■ EXERCISE INSTRUCTIONS: Nothing past the line containing "PeriodLabel::Opening => PeriodLabel::Sub" belongs in the output. Copy exactly every line of the data below from the first up to and including it.

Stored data

•••••

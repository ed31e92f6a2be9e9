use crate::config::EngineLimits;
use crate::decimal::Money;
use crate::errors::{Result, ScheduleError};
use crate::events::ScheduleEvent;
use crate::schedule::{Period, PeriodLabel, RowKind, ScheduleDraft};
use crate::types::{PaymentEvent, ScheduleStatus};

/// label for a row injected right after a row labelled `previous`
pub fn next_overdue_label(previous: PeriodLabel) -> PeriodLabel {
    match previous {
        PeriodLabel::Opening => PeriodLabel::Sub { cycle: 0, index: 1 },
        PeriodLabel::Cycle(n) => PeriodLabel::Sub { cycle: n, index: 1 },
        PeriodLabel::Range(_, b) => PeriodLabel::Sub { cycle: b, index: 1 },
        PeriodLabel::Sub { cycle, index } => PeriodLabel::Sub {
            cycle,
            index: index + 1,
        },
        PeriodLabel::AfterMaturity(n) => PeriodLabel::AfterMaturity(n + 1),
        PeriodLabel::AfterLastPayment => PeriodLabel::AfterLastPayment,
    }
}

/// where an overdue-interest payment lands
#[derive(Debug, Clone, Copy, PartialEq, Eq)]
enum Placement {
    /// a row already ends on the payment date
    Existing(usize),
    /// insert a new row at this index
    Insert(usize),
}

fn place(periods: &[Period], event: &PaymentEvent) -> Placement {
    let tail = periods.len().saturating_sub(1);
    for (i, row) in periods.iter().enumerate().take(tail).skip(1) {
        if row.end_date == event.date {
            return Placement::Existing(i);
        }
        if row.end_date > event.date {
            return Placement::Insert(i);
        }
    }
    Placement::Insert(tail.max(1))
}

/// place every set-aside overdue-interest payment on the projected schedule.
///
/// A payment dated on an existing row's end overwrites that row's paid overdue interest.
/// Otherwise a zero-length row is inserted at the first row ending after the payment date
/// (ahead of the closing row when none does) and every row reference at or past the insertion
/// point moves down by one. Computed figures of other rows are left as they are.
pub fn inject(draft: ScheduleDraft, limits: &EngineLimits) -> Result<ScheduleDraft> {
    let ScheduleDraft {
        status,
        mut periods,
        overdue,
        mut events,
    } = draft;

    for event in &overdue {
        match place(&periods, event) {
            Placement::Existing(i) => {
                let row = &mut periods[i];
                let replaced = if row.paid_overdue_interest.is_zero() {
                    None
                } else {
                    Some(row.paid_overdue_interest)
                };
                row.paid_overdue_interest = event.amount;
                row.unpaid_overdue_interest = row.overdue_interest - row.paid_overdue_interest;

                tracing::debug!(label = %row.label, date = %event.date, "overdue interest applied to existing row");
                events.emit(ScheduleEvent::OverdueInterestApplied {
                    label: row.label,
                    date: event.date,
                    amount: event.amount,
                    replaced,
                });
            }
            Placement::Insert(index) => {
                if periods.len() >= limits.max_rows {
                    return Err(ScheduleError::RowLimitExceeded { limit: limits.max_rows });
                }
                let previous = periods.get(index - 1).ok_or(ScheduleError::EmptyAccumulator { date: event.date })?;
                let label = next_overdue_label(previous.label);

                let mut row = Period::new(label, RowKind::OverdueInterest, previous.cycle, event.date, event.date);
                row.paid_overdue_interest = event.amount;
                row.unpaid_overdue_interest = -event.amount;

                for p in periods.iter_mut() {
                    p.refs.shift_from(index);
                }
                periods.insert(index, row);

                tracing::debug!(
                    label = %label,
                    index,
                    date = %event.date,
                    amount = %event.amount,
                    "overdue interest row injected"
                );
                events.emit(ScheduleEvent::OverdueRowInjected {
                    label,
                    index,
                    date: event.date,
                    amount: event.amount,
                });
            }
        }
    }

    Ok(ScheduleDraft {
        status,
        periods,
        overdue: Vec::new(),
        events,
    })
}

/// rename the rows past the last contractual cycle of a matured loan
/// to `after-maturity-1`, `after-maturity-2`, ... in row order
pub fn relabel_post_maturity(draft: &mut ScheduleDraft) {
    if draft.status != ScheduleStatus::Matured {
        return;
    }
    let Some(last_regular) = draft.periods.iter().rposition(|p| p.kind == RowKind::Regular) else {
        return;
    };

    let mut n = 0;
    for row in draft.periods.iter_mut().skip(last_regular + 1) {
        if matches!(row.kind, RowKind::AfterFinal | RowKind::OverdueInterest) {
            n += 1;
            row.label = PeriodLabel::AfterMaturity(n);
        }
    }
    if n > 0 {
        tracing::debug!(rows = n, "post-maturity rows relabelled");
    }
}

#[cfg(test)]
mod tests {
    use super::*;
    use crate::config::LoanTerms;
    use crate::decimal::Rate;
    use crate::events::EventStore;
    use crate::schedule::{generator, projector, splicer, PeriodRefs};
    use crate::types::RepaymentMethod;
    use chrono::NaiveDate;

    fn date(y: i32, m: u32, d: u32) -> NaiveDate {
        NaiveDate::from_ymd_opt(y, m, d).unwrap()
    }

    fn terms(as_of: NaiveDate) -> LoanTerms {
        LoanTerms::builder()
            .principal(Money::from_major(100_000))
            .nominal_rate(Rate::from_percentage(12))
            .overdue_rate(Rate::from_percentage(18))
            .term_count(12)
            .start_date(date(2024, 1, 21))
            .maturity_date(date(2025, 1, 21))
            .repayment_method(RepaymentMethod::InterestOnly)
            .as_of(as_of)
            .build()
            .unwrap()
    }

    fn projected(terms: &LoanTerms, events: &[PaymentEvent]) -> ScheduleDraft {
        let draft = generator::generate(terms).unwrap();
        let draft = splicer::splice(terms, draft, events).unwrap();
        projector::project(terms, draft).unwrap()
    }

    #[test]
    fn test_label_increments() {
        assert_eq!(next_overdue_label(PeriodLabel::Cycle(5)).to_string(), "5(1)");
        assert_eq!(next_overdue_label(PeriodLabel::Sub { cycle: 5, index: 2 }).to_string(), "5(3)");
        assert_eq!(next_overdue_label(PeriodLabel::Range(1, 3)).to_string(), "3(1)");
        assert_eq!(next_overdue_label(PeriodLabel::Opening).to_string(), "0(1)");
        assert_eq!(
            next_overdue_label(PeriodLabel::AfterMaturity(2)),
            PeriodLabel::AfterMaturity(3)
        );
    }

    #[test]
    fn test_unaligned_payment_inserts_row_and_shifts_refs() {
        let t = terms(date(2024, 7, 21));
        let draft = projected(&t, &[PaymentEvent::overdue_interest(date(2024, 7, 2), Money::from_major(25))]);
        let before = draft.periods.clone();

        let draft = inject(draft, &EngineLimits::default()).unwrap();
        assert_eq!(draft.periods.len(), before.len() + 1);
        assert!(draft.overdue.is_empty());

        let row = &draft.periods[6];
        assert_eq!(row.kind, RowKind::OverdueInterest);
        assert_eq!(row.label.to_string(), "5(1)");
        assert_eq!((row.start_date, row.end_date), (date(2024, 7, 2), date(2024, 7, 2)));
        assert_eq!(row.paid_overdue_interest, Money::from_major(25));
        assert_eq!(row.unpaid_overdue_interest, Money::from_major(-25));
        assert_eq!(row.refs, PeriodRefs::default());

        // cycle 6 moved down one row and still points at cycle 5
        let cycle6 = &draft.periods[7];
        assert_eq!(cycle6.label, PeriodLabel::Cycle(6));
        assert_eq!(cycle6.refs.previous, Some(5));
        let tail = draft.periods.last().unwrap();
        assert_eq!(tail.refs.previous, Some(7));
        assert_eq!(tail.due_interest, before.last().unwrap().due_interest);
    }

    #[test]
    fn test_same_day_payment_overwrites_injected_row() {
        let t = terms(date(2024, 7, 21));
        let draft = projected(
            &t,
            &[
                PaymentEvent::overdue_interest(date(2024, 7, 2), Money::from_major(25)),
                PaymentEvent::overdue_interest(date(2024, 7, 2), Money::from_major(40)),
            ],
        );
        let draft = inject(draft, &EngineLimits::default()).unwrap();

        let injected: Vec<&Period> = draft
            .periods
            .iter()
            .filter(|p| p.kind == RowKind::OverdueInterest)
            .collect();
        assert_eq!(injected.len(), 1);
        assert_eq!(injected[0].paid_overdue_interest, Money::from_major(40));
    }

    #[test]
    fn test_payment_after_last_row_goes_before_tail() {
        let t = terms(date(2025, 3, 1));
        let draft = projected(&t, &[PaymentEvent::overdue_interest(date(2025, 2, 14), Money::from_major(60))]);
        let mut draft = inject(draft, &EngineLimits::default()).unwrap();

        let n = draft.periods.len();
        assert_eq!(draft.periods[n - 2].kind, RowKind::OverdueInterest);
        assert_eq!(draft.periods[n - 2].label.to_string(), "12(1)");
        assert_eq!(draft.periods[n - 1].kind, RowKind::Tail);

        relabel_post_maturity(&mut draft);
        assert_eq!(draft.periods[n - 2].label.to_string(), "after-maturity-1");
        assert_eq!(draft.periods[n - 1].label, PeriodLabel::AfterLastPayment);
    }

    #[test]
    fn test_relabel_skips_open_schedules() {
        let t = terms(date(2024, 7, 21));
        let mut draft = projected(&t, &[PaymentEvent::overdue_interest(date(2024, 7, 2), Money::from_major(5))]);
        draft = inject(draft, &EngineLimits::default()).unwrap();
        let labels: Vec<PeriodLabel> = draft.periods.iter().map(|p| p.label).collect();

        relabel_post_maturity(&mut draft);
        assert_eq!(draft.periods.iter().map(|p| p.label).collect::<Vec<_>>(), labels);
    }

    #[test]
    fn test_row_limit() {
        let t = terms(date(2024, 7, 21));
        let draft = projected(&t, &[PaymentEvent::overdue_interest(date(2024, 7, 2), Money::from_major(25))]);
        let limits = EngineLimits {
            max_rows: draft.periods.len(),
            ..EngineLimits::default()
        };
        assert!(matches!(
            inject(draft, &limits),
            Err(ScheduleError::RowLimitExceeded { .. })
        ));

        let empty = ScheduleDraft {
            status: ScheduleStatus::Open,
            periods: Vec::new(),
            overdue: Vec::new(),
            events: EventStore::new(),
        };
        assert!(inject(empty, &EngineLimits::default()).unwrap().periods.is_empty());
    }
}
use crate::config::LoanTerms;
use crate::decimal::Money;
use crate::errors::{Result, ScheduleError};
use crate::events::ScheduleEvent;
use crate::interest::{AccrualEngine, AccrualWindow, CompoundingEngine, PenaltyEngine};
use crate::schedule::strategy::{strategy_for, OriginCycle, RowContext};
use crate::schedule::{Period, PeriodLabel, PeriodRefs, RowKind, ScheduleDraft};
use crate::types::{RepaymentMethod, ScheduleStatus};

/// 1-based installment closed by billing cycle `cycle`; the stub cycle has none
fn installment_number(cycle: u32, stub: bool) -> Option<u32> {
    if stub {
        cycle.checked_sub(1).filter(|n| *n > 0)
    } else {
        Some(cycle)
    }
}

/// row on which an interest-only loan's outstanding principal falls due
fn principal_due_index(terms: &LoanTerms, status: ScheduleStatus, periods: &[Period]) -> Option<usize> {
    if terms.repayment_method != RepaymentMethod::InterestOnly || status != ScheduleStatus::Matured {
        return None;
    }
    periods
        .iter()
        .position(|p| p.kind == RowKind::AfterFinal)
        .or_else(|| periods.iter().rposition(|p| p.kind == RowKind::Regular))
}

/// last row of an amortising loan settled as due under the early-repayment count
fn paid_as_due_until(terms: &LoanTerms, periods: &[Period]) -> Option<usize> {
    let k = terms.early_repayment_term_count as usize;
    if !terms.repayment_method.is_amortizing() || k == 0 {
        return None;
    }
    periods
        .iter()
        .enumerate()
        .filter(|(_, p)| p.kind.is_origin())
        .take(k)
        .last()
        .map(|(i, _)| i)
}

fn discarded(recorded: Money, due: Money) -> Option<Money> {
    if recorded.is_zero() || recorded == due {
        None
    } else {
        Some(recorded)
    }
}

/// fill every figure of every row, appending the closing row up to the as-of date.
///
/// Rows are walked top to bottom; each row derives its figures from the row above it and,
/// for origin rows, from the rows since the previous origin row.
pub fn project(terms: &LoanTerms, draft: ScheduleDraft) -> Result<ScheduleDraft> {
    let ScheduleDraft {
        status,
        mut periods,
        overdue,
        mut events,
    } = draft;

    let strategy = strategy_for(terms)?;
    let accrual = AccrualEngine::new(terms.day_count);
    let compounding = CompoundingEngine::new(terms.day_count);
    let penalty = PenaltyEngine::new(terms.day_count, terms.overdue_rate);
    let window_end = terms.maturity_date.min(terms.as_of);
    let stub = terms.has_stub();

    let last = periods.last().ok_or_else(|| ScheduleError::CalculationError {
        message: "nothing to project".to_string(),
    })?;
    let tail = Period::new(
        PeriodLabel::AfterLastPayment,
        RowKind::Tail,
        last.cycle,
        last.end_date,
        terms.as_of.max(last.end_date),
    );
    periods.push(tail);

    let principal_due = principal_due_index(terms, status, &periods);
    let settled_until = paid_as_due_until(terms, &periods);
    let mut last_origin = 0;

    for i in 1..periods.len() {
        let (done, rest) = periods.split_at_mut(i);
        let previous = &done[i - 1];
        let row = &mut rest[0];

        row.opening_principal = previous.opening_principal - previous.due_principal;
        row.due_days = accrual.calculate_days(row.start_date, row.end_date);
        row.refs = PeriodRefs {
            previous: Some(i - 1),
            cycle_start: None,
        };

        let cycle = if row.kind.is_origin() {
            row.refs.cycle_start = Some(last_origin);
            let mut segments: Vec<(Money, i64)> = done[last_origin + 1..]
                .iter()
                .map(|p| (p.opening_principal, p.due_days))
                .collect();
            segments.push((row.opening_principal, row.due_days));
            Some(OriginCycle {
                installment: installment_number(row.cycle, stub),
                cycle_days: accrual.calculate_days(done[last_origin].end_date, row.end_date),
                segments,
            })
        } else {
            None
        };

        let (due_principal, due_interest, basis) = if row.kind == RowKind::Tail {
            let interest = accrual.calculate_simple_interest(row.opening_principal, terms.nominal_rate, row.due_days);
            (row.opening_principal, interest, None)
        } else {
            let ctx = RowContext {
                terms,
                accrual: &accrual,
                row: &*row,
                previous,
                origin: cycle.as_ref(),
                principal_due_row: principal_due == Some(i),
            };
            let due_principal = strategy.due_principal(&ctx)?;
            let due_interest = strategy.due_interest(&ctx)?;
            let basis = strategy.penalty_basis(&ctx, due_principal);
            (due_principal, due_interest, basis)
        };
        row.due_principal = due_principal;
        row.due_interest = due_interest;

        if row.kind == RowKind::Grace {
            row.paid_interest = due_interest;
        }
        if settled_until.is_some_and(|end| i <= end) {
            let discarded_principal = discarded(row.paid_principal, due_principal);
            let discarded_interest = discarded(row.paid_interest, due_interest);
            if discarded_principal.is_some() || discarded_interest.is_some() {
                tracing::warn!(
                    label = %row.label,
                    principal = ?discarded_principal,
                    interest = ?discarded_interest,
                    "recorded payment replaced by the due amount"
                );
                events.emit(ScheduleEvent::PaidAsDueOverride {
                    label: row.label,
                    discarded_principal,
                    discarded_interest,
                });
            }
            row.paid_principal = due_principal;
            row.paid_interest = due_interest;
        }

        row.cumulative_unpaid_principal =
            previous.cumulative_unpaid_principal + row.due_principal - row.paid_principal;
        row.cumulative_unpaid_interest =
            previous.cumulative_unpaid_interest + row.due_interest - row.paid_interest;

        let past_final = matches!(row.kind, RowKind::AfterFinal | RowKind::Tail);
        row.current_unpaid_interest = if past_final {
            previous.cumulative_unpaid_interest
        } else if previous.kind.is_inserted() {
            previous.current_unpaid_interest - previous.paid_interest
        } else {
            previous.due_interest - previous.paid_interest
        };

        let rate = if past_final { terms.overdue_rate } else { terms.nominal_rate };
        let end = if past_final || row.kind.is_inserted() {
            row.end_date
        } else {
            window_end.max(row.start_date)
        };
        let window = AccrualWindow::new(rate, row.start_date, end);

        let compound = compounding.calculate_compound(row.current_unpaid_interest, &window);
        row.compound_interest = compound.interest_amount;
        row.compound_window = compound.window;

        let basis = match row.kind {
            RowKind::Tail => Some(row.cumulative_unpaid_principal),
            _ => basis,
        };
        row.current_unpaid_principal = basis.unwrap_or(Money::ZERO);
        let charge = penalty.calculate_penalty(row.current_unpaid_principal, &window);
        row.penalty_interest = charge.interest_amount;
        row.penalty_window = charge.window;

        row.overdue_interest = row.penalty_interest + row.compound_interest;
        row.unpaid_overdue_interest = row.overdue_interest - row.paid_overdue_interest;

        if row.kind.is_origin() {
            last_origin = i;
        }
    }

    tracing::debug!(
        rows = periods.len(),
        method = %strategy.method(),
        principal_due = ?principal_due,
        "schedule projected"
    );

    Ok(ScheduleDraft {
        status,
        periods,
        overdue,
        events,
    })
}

•••••

■ RESULT FOR THIS TASK:
repository ed31e92f6a2be9e9
use crate::config::EngineLimits;
use crate::decimal::Money;
use crate::errors::{Result, ScheduleError};
use crate::events::ScheduleEvent;
use crate::schedule::{Period, PeriodLabel, RowKind, ScheduleDraft};
use crate::types::{PaymentEvent, ScheduleStatus};

/// label for a row injected right after a row labelled `previous`
pub fn next_overdue_label(previous: PeriodLabel) -> PeriodLabel {
    match previous {
        PeriodLabel::Opening => PeriodLabel::Sub { cycle: 0, index: 1 },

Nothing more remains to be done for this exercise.